** TASK OBJECTIVE **
Only the lines from the top of the following listing through the line with "The x-only (32-byte)" belong in your answer, exactly as written.

** GIVEN DATA **
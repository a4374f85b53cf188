//! BIP 340 Schnorr signatures: tagged hashing, x-only key generation,
//! `sign`/`verify`.

use crate::errors::Secp256k1Error;
use crate::field::Fp;
use crate::point::{AffinePoint, ProjectivePoint};
use crate::precompute;
use crate::scalar::Scalar;
use sha2::{Digest, Sha256};
use zeroize::Zeroize;

/// `taggedHash(tag, m) = SHA256(SHA256(tag) || SHA256(tag) || m)`.
fn tagged_hash(tag: &[u8], parts: &[&[u8]]) -> [u8; 32] {
    let tag_hash = Sha256::digest(tag);
    let mut hasher = Sha256::new();
    hasher.update(tag_hash);
    hasher.update(tag_hash);
    for part in parts {
        hasher.update(part);
    }
    hasher.finalize().into()
}

/// The x-only (32-byte) BIP340 public key for `private_key`.
pub fn get_public_key(private_key: &Scalar) -> Result<[u8; 32], Secp256k1Error> {
    if !bool::from(private_key.is_valid_nonzero()) {
        return Err(Secp256k1Error::InvalidPrivateKey);
    }
    precompute::base_point_mul(private_key).to_affine().to_x_only()
}

/// BIP340 signing. `aux` is 32 bytes of auxiliary randomness (all-zero is a
/// valid, if non-private, choice — used by the reference test vectors).
pub fn sign(message: &[u8], private_key: &Scalar, aux: &[u8; 32]) -> Result<[u8; 64], Secp256k1Error> {
    if !bool::from(private_key.is_valid_nonzero()) {
        return Err(Secp256k1Error::InvalidPrivateKey);
    }
    let (px, py) = match precompute::base_point_mul(private_key).to_affine() {
        AffinePoint::Point { x, y } => (x, y),
        AffinePoint::Identity => unreachable!("nonzero scalar times generator is never identity"),
    };
    let mut d = if bool::from(py.is_odd()) { private_key.neg() } else { *private_key };

    let aux_hash = tagged_hash(b"BIP0340/aux", &[aux]);
    let mut d_bytes = d.to_bytes_be();
    let mut t = [0u8; 32];
    for i in 0..32 {
        t[i] = d_bytes[i] ^ aux_hash[i];
    }
    d_bytes.zeroize();
    let px_bytes = px.to_bytes_be();
    let rand = tagged_hash(b"BIP0340/nonce", &[&t, &px_bytes, message]);
    t.zeroize();
    let mut k0 = Scalar::from_bytes_wide(&rand);
    if bool::from(k0.is_zero()) {
        d.zeroize();
        return Err(Secp256k1Error::EntropyFailure);
    }

    let (rx, ry) = match precompute::base_point_mul(&k0).to_affine() {
        AffinePoint::Point { x, y } => (x, y),
        AffinePoint::Identity => unreachable!("nonzero scalar times generator is never identity"),
    };
    let mut k = if bool::from(ry.is_odd()) { k0.neg() } else { k0 };
    k0.zeroize();

    let rx_bytes = rx.to_bytes_be();
    let e_bytes = tagged_hash(b"BIP0340/challenge", &[&rx_bytes, &px_bytes, message]);
    let e = Scalar::from_bytes_wide(&e_bytes);
    let s = k.add(&e.mul(&d));
    k.zeroize();
    d.zeroize();

    let mut signature = [0u8; 64];
    signature[..32].copy_from_slice(&rx_bytes);
    signature[32..].copy_from_slice(&s.to_bytes_be());
    Ok(signature)
}

/// BIP340 verification against an x-only public key.
pub fn verify(signature: &[u8; 64], message: &[u8], public_key_x: &[u8; 32]) -> Result<bool, Secp256k1Error> {
    let p = AffinePoint::from_x_only(public_key_x)?;

    let mut r_bytes = [0u8; 32];
    let mut s_bytes = [0u8; 32];
    r_bytes.copy_from_slice(&signature[..32]);
    s_bytes.copy_from_slice(&signature[32..]);
    let r_fp = Fp::from_bytes_be(&r_bytes).map_err(|_| Secp256k1Error::InvalidSignature)?;
    let s = Scalar::from_bytes_be(&s_bytes).map_err(|_| Secp256k1Error::InvalidSignature)?;

    let e_bytes = tagged_hash(b"BIP0340/challenge", &[&r_bytes, public_key_x, message]);
    let e = Scalar::from_bytes_wide(&e_bytes);

    let g = ProjectivePoint::generator();
    let p_proj = ProjectivePoint::from_affine(&p);
    // R = s*G - e*P, via the fused dual-base multiply with the negated challenge.
    let r_point = precompute::dual_base_mul_variable_time(&s, &g, &e.neg(), &p_proj);
    if bool::from(r_point.is_identity()) {
        return Ok(false);
    }
    let (x, y) = match r_point.to_affine() {
        AffinePoint::Point { x, y } => (x, y),
        AffinePoint::Identity => unreachable!("checked above"),
    };
    if bool::from(y.is_odd()) {
        return Ok(false);
    }
    Ok(x == r_fp)
}

#[cfg(test)]
mod tests {
    use super::*;

    fn scalar_from_hex(s: &str) -> Scalar {
        let mut bytes = [0u8; 32];
        hex::decode_to_slice(s, &mut bytes).unwrap();
        Scalar::from_bytes_be(&bytes).unwrap()
    }

    fn bytes32_from_hex(s: &str) -> [u8; 32] {
        let mut bytes = [0u8; 32];
        hex::decode_to_slice(s, &mut bytes).unwrap();
        bytes
    }

    #[test]
    fn bip340_vector_0() {
        let d = scalar_from_hex("0000000000000000000000000000000000000000000000000000000000000003");
        let aux = [0u8; 32];
        let message = [0u8; 32];
        let signature = sign(&message, &d, &aux).unwrap();
        let pubkey = get_public_key(&d).unwrap();

        assert_eq!(
            hex::encode(pubkey),
            "f9308a019258c31049344f85f89d5229b531c845836f99b08601f113bce036f9"
        );
        assert_eq!(
            hex::encode(signature),
            "e907831f80848d1069a5371b402410364bdf1c5f8307b0084c55f1ce2dca821525f66a4a85ea8b71e482a74f382d2ce5ebeee8fdb2172f477df4900d310536c0"
        );
        assert!(verify(&signature, &message, &pubkey).unwrap());
    }

    #[test]
    fn sign_then_verify_round_trip() {
        let d = scalar_from_hex("00000000000000000000000000000000000000000000000000000000000beef0");
        let aux = bytes32_from_hex("1111111111111111111111111111111111111111111111111111111111111111".get(..64).unwrap());
        let message = *b"the quick brown fox jumps over.";
        let signature = sign(&message, &d, &aux).unwrap();
        let pubkey = get_public_key(&d).unwrap();
        assert!(verify(&signature, &message, &pubkey).unwrap());
    }

    #[test]
    fn tampered_message_fails_verification() {
        let d = scalar_from_hex("0000000000000000000000000000000000000000000000000000000000000003");
        let aux = [0u8; 32];
        let message = [0u8; 32];
        let signature = sign(&message, &d, &aux).unwrap();
        let pubkey = get_public_key(&d).unwrap();
        let other_message = [1u8; 32];
        assert!(!verify(&signature, &other_message, &pubkey).unwrap());
    }

    #[test]
    fn invalid_x_only_key_rejected() {
        // x = p itself has no valid field representative.
        let bad_x = [0xffu8; 32];
        assert!(get_public_key(&Scalar::ONE).is_ok());
        assert!(AffinePoint::from_x_only(&bad_x).is_err());
    }
}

** FINAL ANSWER **
repository a4374f85b53cf188
//! BIP 340 Schnorr signatures: tagged hashing, x-only key generation,
//! `sign`/`verify`.

use crate::errors::Secp256k1Error;
use crate::field::Fp;
use crate::point::{AffinePoint, ProjectivePoint};
use crate::precompute;
use crate::scalar::Scalar;
use sha2::{Digest, Sha256};
use zeroize::Zeroize;

/// `taggedHash(tag, m) = SHA256(SHA256(tag) || SHA256(tag) || m)`.
fn tagged_hash(tag: &[u8], parts: &[&[u8]]) -> [u8; 32] {
    let tag_hash = Sha256::digest(tag);
    let mut hasher = Sha256::new();
    hasher.update(tag_hash);
    hasher.update(tag_hash);
    for part in parts {
        hasher.update(part);
    }
    hasher.finalize().into()
}

/// The x-only (32-byte) BIP340 public key for `private_key`.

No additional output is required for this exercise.